Chattanoogas first cruise following shakedown was to the Caribbean, from which she returned to New York City to join the squadron which cleared for Cherbourg, France 18 June 1905. At Cherbourg, received on board the body of John Paul Jones, which the squadron brought home to the United States Naval Academy, arriving at Annapolis 23 July. Through the remainder of the year, Chattanooga aided in training men of the Maine and Massachusetts Naval Militia, and cruised briefly in the Caribbean. On 28 December she cleared San Juan, Puerto Rico, for the Suez Canal and duty in the Pacific. Between 29 April 1906, when she arrived at Cavite, P.I., and 10 August 1910, when she reported at Puget Sound Navy Yard for inactivation, Chattanooga joined the Asiatic Fleet in its winter operations in the Philippines and summer cruises to China, aiding in representing America's strength and interest in the Orient. Chattanooga was decommissioned at Puget Sound Navy Yard 17 September 1910.

===World War I===

Chattanooga was placed in reserve commission 31 August 1912, remaining at Puget Sound, and in full commission 21 April 1914, for duty in Mexican waters. Through 1915 and 1916, she cruised to protect American interests from the disorder of the Mexican Revolution, and this duty continued after America's entrance into World War I until May 1917. Chattanooga then sailed through the Panama Canal for several months of patrol duties in the Caribbean, searching for German raiders. From July 1917, she escorted convoys from the Atlantic coast to rendezvous with other escorts in the approaches to French ports. This rugged duty across the stormy mid-Atlantic was broken only by two escort missions to Nova Scotia.

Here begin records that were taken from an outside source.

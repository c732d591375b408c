//! In-memory stand-ins for the control plane and a kernel.
//!
//! `FakeKernel` understands just enough Python to answer the scenarios the
//! tests use, plus the history dump/load programs, which it runs against
//! an in-memory filesystem shared by every channel it hands out.

use std::collections::{HashMap, VecDeque};
use std::sync::atomic::{AtomicUsize, Ordering};
use std::sync::Arc;
use std::time::Duration;

use async_trait::async_trait;
use parking_lot::Mutex;
use serde_json::{json, Value};

use ji_domain::error::{Error, Result};
use ji_kernel::{ControlPlane, ExecutionChannel, KernelConnector};
use ji_protocol::Message;

use crate::history::NOT_FOUND_TOKEN;
use crate::session::SessionSettings;

pub fn settings() -> SessionSettings {
    SessionSettings {
        kernel_name: "python3".into(),
        notebooks_folder: "/notebooks".into(),
        execute_timeout: Some(Duration::from_secs(30)),
    }
}

// ── Control plane ───────────────────────────────────────────────────────

#[derive(Default)]
pub struct FakeControlPlane {
    created: AtomicUsize,
    shutdowns: Mutex<Vec<String>>,
}

impl FakeControlPlane {
    pub fn created(&self) -> usize {
        self.created.load(Ordering::SeqCst)
    }

    pub fn shutdowns(&self) -> Vec<String> {
        self.shutdowns.lock().clone()
    }
}

#[async_trait]
impl ControlPlane for FakeControlPlane {
    async fn validate_connection(&self) -> Result<bool> {
        Ok(true)
    }

    async fn create_kernel(&self, _kernel_name: &str) -> Result<String> {
        let n = self.created.fetch_add(1, Ordering::SeqCst) + 1;
        Ok(format!("kernel-{n}"))
    }

    async fn shutdown_kernel(&self, kernel_id: &str) -> Result<()> {
        self.shutdowns.lock().push(kernel_id.to_owned());
        Ok(())
    }
}

// ── Kernel ──────────────────────────────────────────────────────────────

#[derive(Default)]
struct KernelState {
    files: HashMap<String, String>,
    sent: Vec<Message>,
    executed: Vec<String>,
    hang: bool,
    disconnected: bool,
}

#[derive(Clone, Default)]
pub struct FakeKernel {
    state: Arc<Mutex<KernelState>>,
}

impl FakeKernel {
    pub fn new() -> Self {
        Self::default()
    }

    pub fn channel(&self) -> FakeChannel {
        FakeChannel {
            kernel: self.clone(),
            inbox: VecDeque::new(),
        }
    }

    pub fn put_file(&self, path: &str, content: &str) {
        self.state.lock().files.insert(path.to_owned(), content.to_owned());
    }

    pub fn file(&self, path: &str) -> Option<String> {
        self.state.lock().files.get(path).cloned()
    }

    pub fn sent(&self) -> Vec<Message> {
        self.state.lock().sent.clone()
    }

    /// User code run so far (internal programs excluded).
    pub fn executed(&self) -> Vec<String> {
        self.state.lock().executed.clone()
    }

    pub fn hang(&self) {
        self.state.lock().hang = true;
    }

    pub fn disconnect(&self) {
        self.state.lock().disconnected = true;
    }

    fn respond(&self, req: &Message) -> Vec<Message> {
        let mut state = self.state.lock();
        state.sent.push(req.clone());
        if state.hang {
            return Vec::new();
        }

        let code = req.content["code"].as_str().unwrap_or_default();
        let mut replies = vec![reply(req, "status", json!({"execution_state": "busy"}))];

        if let Some(args) = call_args(code, "_ji_dump(") {
            let path = args[0].as_str().unwrap_or_default().to_owned();
            let body: String = args[1]
                .as_array()
                .map(|entries| {
                    entries
                        .iter()
                        .filter_map(Value::as_str)
                        .map(|e| format!("{e}\n"))
                        .collect()
                })
                .unwrap_or_default();
            state.files.insert(path, body);
        } else if let Some(args) = call_args(code, "_ji_load(") {
            let path = args[0].as_str().unwrap_or_default();
            let text = match state.files.get(path) {
                None => format!("{NOT_FOUND_TOKEN}\n"),
                Some(data) => format!(
                    "{}{}{}\n",
                    args[1].as_str().unwrap_or_default(),
                    data,
                    args[2].as_str().unwrap_or_default()
                ),
            };
            replies.push(reply(req, "stream", json!({"name": "stdout", "text": text})));
        } else {
            state.executed.push(code.to_owned());
            if code.contains("print(x)") {
                replies.push(reply(
                    req,
                    "error",
                    json!({"ename": "NameError", "evalue": "name 'x' is not defined"}),
                ));
            } else if code.contains("1/0") {
                replies.push(reply(
                    req,
                    "error",
                    json!({"ename": "ZeroDivisionError", "evalue": "division by zero"}),
                ));
            } else if code == "print('Hello, World!')" {
                replies.push(reply(
                    req,
                    "stream",
                    json!({"name": "stdout", "text": "Hello, World!\n"}),
                ));
            } else if code == "21 + 21" {
                replies.push(reply(
                    req,
                    "execute_result",
                    json!({"data": {"text/plain": "42"}, "execution_count": 1}),
                ));
            }
        }

        replies.push(reply(req, "status", json!({"execution_state": "idle"})));
        replies
    }
}

/// Arguments of the single-line call `name(...)` in `code`, parsed as a
/// JSON array (the programs embed every argument as a JSON literal).
fn call_args(code: &str, name: &str) -> Option<Vec<Value>> {
    let line = code.lines().find(|l| l.starts_with(name))?;
    let inner = line.strip_prefix(name)?.strip_suffix(')')?;
    serde_json::from_str::<Vec<Value>>(&format!("[{inner}]")).ok()
}

pub fn reply(parent: &Message, msg_type: &str, content: Value) -> Message {
    serde_json::from_value(json!({
        "header": {"msg_id": uuid::Uuid::new_v4().to_string(), "msg_type": msg_type},
        "parent_header": {"msg_id": parent.msg_id()},
        "content": content,
        "channel": "iopub",
    }))
    .unwrap()
}

pub struct FakeChannel {
    kernel: FakeKernel,
    inbox: VecDeque<Message>,
}

#[async_trait]
impl ExecutionChannel for FakeChannel {
    fn client_session(&self) -> &str {
        "fake"
    }

    async fn send(&mut self, msg: &Message) -> Result<()> {
        let replies = self.kernel.respond(msg);
        self.inbox.extend(replies);
        Ok(())
    }

    async fn recv(&mut self) -> Result<Option<Message>> {
        let (hang, disconnected) = {
            let state = self.kernel.state.lock();
            (state.hang, state.disconnected)
        };
        if disconnected {
            return Ok(None);
        }
        match self.inbox.pop_front() {
            Some(msg) => Ok(Some(msg)),
            None if hang => {
                std::future::pending::<()>().await;
                Ok(None)
            }
            None => Err(Error::Protocol("fake kernel has nothing to say".into())),
        }
    }

    async fn close(&mut self) {
        self.inbox.clear();
    }
}

// ── Connector ───────────────────────────────────────────────────────────

pub struct FakeConnector {
    kernel: Option<FakeKernel>,
    connects: AtomicUsize,
    failures_left: AtomicUsize,
    delay: Duration,
}

impl FakeConnector {
    pub fn new(kernel: FakeKernel) -> Self {
        Self {
            kernel: Some(kernel),
            connects: AtomicUsize::new(0),
            failures_left: AtomicUsize::new(0),
            delay: Duration::ZERO,
        }
    }

    pub fn failing() -> Self {
        Self {
            kernel: None,
            connects: AtomicUsize::new(0),
            failures_left: AtomicUsize::new(0),
            delay: Duration::ZERO,
        }
    }

    /// Slow connects widen the window for racing first uses.
    pub fn with_delay(mut self, delay: Duration) -> Self {
        self.delay = delay;
        self
    }

    /// Fail the first `n` connects, then behave normally.
    pub fn failing_first(self, n: usize) -> Self {
        self.failures_left.store(n, Ordering::SeqCst);
        self
    }

    pub fn connects(&self) -> usize {
        self.connects.load(Ordering::SeqCst)
    }
}

#[async_trait]
impl KernelConnector for FakeConnector {
    async fn connect(&self, kernel_id: &str) -> Result<Box<dyn ExecutionChannel>> {
        self.connects.fetch_add(1, Ordering::SeqCst);
        if !self.delay.is_zero() {
            tokio::time::sleep(self.delay).await;
        }
        let injected = self
            .failures_left
            .fetch_update(Ordering::SeqCst, Ordering::SeqCst, |n| n.checked_sub(1))
            .is_ok();
        match self.kernel {
            Some(ref kernel) if !injected => Ok(Box::new(kernel.channel())),
            _ => Err(Error::Connection(format!(
                "connection info missing required field: key ({kernel_id})"
            ))),
        }
    }
}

Chattanooga took part in the Victory Fleet Review taken by the Secretary of the Navy in New York harbor 26 December 1918. After an overhaul, the cruiser carried a party of Liberian officials to Monrovia, then turned north for Plymouth, England, which she reached 7 May. As flagship of U.S. Naval Forces, European Waters, Chattanooga sailed among English and French ports until June, though on 1 April 1919, she, along with USS Tallahassee, took part in the closure of the United States Navy facilities on White's Island and Agar's Island in the British Imperial fortress colony of Bermuda, 640 miles off North Carolina. On 29 June, she served as leading honor escort guarding President Woodrow Wilson's departure from France in George Washington, then sailed on to call at German and Belgian ports before arriving in the Mediterranean for service as flagship for U.S. Naval Forces, Turkish Waters. Cruising primarily in the Black Sea, she also served in the Adriatic in connection with the disposal of ships of the former Austro-Hungarian Navy. From January through May 1921, she conducted regular patrols with the cruiser squadron assigned to European waters, and on 1 June, returned to the United States. She was decommissioned at Boston 19 July 1921, and laid up at Portsmouth Navy Yard until sold 8 March 1930.

Chattanoogas bell was at a now-closed American Legion post in Shelbyville Tennessee, in late 2015 was at the National Medal of Honor Museum in the Northgate Mall, and soon will be incorporated into a memorial to the victims of the attack on the recruiting station at Chattanooga, Tennessee.